* _TASK ITEM_
The expected output is every entry, repeated word for word.

-- LISTED ENTRIES follows --

//! Tag reader firmware: main entry point.
//!
//! ```text
//! ┌───────────────────────────────────────────────────────────────┐
//! │                     Adapters (outer ring)                     │
//! │                                                               │
//! │  NullReader      FlashFs        MonotonicClock  LogEventSink  │
//! │  (ReaderPort)    (FileSystem)   (Clock)         (EventSink)   │
//! │  PixelRing       Buzzer                                       │
//! │  (LightPort)     (AudioPort)                                  │
//! │                                                               │
//! │  ──────────────── Port Trait Boundary ──────────────────      │
//! │                                                               │
//! │  Core 0 (main)                     Core 1 ("render")          │
//! │  ┌──────────────────────┐          ┌──────────────────────┐   │
//! │  │ TagScanner           │  static  │ FeedbackController   │   │
//! │  │  └ DurableQueue      │─Handle──▶│  render + melody     │   │
//! │  │  └ Whitelist         │          │                      │   │
//! │  └──────────────────────┘          └──────────────────────┘   │
//! └───────────────────────────────────────────────────────────────┘
//! ```
#![deny(unused_must_use)]

use std::sync::{Arc, Mutex};
use std::time::Duration;

use anyhow::Result;
use esp_idf_hal::delay::FreeRtos;
use esp_idf_hal::peripherals::Peripherals;
use log::{error, info, warn};

use tagreader::access::Whitelist;
use tagreader::adapters::fs::FlashFs;
use tagreader::adapters::log_sink::LogEventSink;
use tagreader::adapters::reader::NullReader;
use tagreader::adapters::time::MonotonicClock;
use tagreader::config::{CONFIG_PATH, ReaderConfig};
use tagreader::drivers::buzzer::Buzzer;
use tagreader::drivers::hw_init::{self, FS_BASE_PATH};
use tagreader::drivers::pixel_ring;
use tagreader::drivers::task_pin::{Core, spawn_on_core};
use tagreader::feedback::{FeedbackController, FeedbackHandle};
use tagreader::queue::DurableQueue;
use tagreader::scanner::{ScannerConfig, TagScanner};
use tagreader::scheduler::{self, Ticker};

/// Scanner → render thread command slot.
static FEEDBACK: FeedbackHandle = FeedbackHandle::new();

/// How often the outbox depth is logged.
const OUTBOX_REPORT_INTERVAL: Duration = Duration::from_secs(60);

type Outbox = Arc<Mutex<DurableQueue<FlashFs>>>;

async fn report_outbox(outbox: Outbox) {
    let mut ticker = Ticker::every(OUTBOX_REPORT_INTERVAL);
    loop {
        ticker.next().await;
        let depth = match outbox.lock() {
            Ok(queue) => queue.len(),
            Err(_) => continue,
        };
        match depth {
            Ok(n) => info!("Outbox: {} record(s) pending", n),
            Err(e) => warn!("Outbox: unreadable: {}", e),
        }
    }
}

fn main() -> Result<()> {
    // ── 1. ESP-IDF bootstrap ──────────────────────────────────
    esp_idf_svc::sys::link_patches();
    esp_idf_logger::init()?;

    info!("╔══════════════════════════════════════╗");
    info!("║  TagReader v{}                    ║", env!("CARGO_PKG_VERSION"));
    info!("╚══════════════════════════════════════╝");

    let peripherals = Peripherals::take()?;

    // ── 2. Flash filesystem + config ──────────────────────────
    if let Err(e) = hw_init::mount_filesystem() {
        error!("{}, scans will not be stored", e);
    }
    let mut fs = FlashFs::new(FS_BASE_PATH);
    let config = ReaderConfig::load_or_default(&mut fs, CONFIG_PATH);

    // ── 3. Feedback thread (Core 1) ───────────────────────────
    if let Err(e) = hw_init::init_buzzer() {
        warn!("{}, running without sound", e);
    }
    let render_config = config.clone();
    let rmt_channel = peripherals.rmt.channel0;
    let led_pin = peripherals.pins.gpio34;
    spawn_on_core(Core::App, 10, 8, "render\0", move || {
        let ring = match pixel_ring::open_rmt_ring(rmt_channel, led_pin, render_config.ring_len) {
            Ok(ring) => ring,
            Err(e) => {
                error!("{}, render thread halted", e);
                return;
            }
        };
        let mut controller = FeedbackController::new(ring, Buzzer::new(), &render_config);
        let interval = Duration::from_millis(u64::from(render_config.frame_interval_ms));

        let executor: edge_executor::LocalExecutor<'_, 8> = edge_executor::LocalExecutor::new();
        executor
            .spawn(scheduler::run_render_loop(&mut controller, &FEEDBACK, interval))
            .detach();
        futures_lite::future::block_on(executor.run(core::future::pending::<()>()));
    })?;

    // ── 4. Scanner (Core 0, this thread) ──────────────────────
    let outbox: Outbox = Arc::new(Mutex::new(DurableQueue::open(
        FlashFs::new(FS_BASE_PATH),
        &config.queue_path,
    )));
    let whitelist = Whitelist::from_entries(&config.whitelist, config.enforce_whitelist);
    info!(
        "Access: {} whitelisted tag(s), enforcement {}",
        whitelist.len(),
        if whitelist.is_enforced() { "on" } else { "off" }
    );

    let mut scanner = TagScanner::new(
        NullReader,
        outbox.clone(),
        whitelist,
        ScannerConfig::from(&config),
    );
    let mut delay = FreeRtos;
    let clock = MonotonicClock::new();
    let mut sink = LogEventSink::new();
    let scan_interval = Duration::from_millis(u64::from(config.scan_interval_ms));

    info!("System ready.");

    let executor: edge_executor::LocalExecutor<'_, 8> = edge_executor::LocalExecutor::new();
    executor
        .spawn(scheduler::run_scan_loop(
            &mut scanner,
            &mut delay,
            &clock,
            &FEEDBACK,
            &mut sink,
            scan_interval,
        ))
        .detach();
    executor.spawn(report_outbox(outbox)).detach();
    futures_lite::future::block_on(executor.run(core::future::pending::<()>()));

    Ok(())
}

-- LISTED ENTRIES concluded --

* _TASK SOLUTION_
//! Tag reader firmware: main entry point.
//!
//! ```text
//! ┌───────────────────────────────────────────────────────────────┐
//! │                     Adapters (outer ring)                     │
//! │                                                               │
//! │  NullReader      FlashFs        MonotonicClock  LogEventSink  │
//! │  (ReaderPort)    (FileSystem)   (Clock)         (EventSink)   │
//! │  PixelRing       Buzzer                                       │
//! │  (LightPort)     (AudioPort)                                  │
//! │                                                               │
//! │  ──────────────── Port Trait Boundary ──────────────────      │
//! │                                                               │
//! │  Core 0 (main)                     Core 1 ("render")          │
//! │  ┌──────────────────────┐          ┌──────────────────────┐   │
//! │  │ TagScanner           │  static  │ FeedbackController   │   │
//! │  │  └ DurableQueue      │─Handle──▶│  render + melody     │   │
//! │  │  └ Whitelist         │          │                      │   │
//! │  └──────────────────────┘          └──────────────────────┘   │
//! └───────────────────────────────────────────────────────────────┘
//! ```
#![deny(unused_must_use)]

use std::sync::{Arc, Mutex};
use std::time::Duration;

use anyhow::Result;
use esp_idf_hal::delay::FreeRtos;
use esp_idf_hal::peripherals::Peripherals;
use log::{error, info, warn};

use tagreader::access::Whitelist;
use tagreader::adapters::fs::FlashFs;
use tagreader::adapters::log_sink::LogEventSink;
use tagreader::adapters::reader::NullReader;
use tagreader::adapters::time::MonotonicClock;
use tagreader::config::{CONFIG_PATH, ReaderConfig};
use tagreader::drivers::buzzer::Buzzer;
use tagreader::drivers::hw_init::{self, FS_BASE_PATH};
use tagreader::drivers::pixel_ring;
use tagreader::drivers::task_pin::{Core, spawn_on_core};
use tagreader::feedback::{FeedbackController, FeedbackHandle};
use tagreader::queue::DurableQueue;
use tagreader::scanner::{ScannerConfig, TagScanner};
use tagreader::scheduler::{self, Ticker};

/// Scanner → render thread command slot.
static FEEDBACK: FeedbackHandle = FeedbackHandle::new();

/// How often the outbox depth is logged.
const OUTBOX_REPORT_INTERVAL: Duration = Duration::from_secs(60);

type Outbox = Arc<Mutex<DurableQueue<FlashFs>>>;

async fn report_outbox(outbox: Outbox) {
    let mut ticker = Ticker::every(OUTBOX_REPORT_INTERVAL);
    loop {
        ticker.next().await;
        let depth = match outbox.lock() {
            Ok(queue) => queue.len(),
            Err(_) => continue,
        };
        match depth {
            Ok(n) => info!("Outbox: {} record(s) pending", n),
            Err(e) => warn!("Outbox: unreadable: {}", e),
        }
    }
}

fn main() -> Result<()> {
    // ── 1. ESP-IDF bootstrap ──────────────────────────────────
    esp_idf_svc::sys::link_patches();
    esp_idf_logger::init()?;

    info!("╔══════════════════════════════════════╗");
    info!("║  TagReader v{}                    ║", env!("CARGO_PKG_VERSION"));
    info!("╚══════════════════════════════════════╝");

    let peripherals = Peripherals::take()?;

    // ── 2. Flash filesystem + config ──────────────────────────
    if let Err(e) = hw_init::mount_filesystem() {
        error!("{}, scans will not be stored", e);
    }
    let mut fs = FlashFs::new(FS_BASE_PATH);
    let config = ReaderConfig::load_or_default(&mut fs, CONFIG_PATH);

    // ── 3. Feedback thread (Core 1) ───────────────────────────
    if let Err(e) = hw_init::init_buzzer() {
        warn!("{}, running without sound", e);
    }
    let render_config = config.clone();
    let rmt_channel = peripherals.rmt.channel0;
    let led_pin = peripherals.pins.gpio34;
    spawn_on_core(Core::App, 10, 8, "render\0", move || {
        let ring = match pixel_ring::open_rmt_ring(rmt_channel, led_pin, render_config.ring_len) {
            Ok(ring) => ring,
            Err(e) => {
                error!("{}, render thread halted", e);
                return;
            }
        };
        let mut controller = FeedbackController::new(ring, Buzzer::new(), &render_config);
        let interval = Duration::from_millis(u64::from(render_config.frame_interval_ms));

        let executor: edge_executor::LocalExecutor<'_, 8> = edge_executor::LocalExecutor::new();
        executor
            .spawn(scheduler::run_render_loop(&mut controller, &FEEDBACK, interval))
            .detach();
        futures_lite::future::block_on(executor.run(core::future::pending::<()>()));
    })?;

    // ── 4. Scanner (Core 0, this thread) ──────────────────────
    let outbox: Outbox = Arc::new(Mutex::new(DurableQueue::open(
        FlashFs::new(FS_BASE_PATH),
        &config.queue_path,
    )));
    let whitelist = Whitelist::from_entries(&config.whitelist, config.enforce_whitelist);
    info!(
        "Access: {} whitelisted tag(s), enforcement {}",
        whitelist.len(),
        if whitelist.is_enforced() { "on" } else { "off" }
    );

    let mut scanner = TagScanner::new(
        NullReader,
        outbox.clone(),
        whitelist,
        ScannerConfig::from(&config),
    );
    let mut delay = FreeRtos;
    let clock = MonotonicClock::new();
    let mut sink = LogEventSink::new();
    let scan_interval = Duration::from_millis(u64::from(config.scan_interval_ms));

    info!("System ready.");

    let executor: edge_executor::LocalExecutor<'_, 8> = edge_executor::LocalExecutor::new();
    executor
        .spawn(scheduler::run_scan_loop(
            &mut scanner,
            &mut delay,
            &clock,
            &FEEDBACK,
            &mut sink,
            scan_interval,
        ))
        .detach();
    executor.spawn(report_outbox(outbox)).detach();
    futures_lite::future::block_on(executor.run(core::future::pending::<()>()));

    Ok(())
}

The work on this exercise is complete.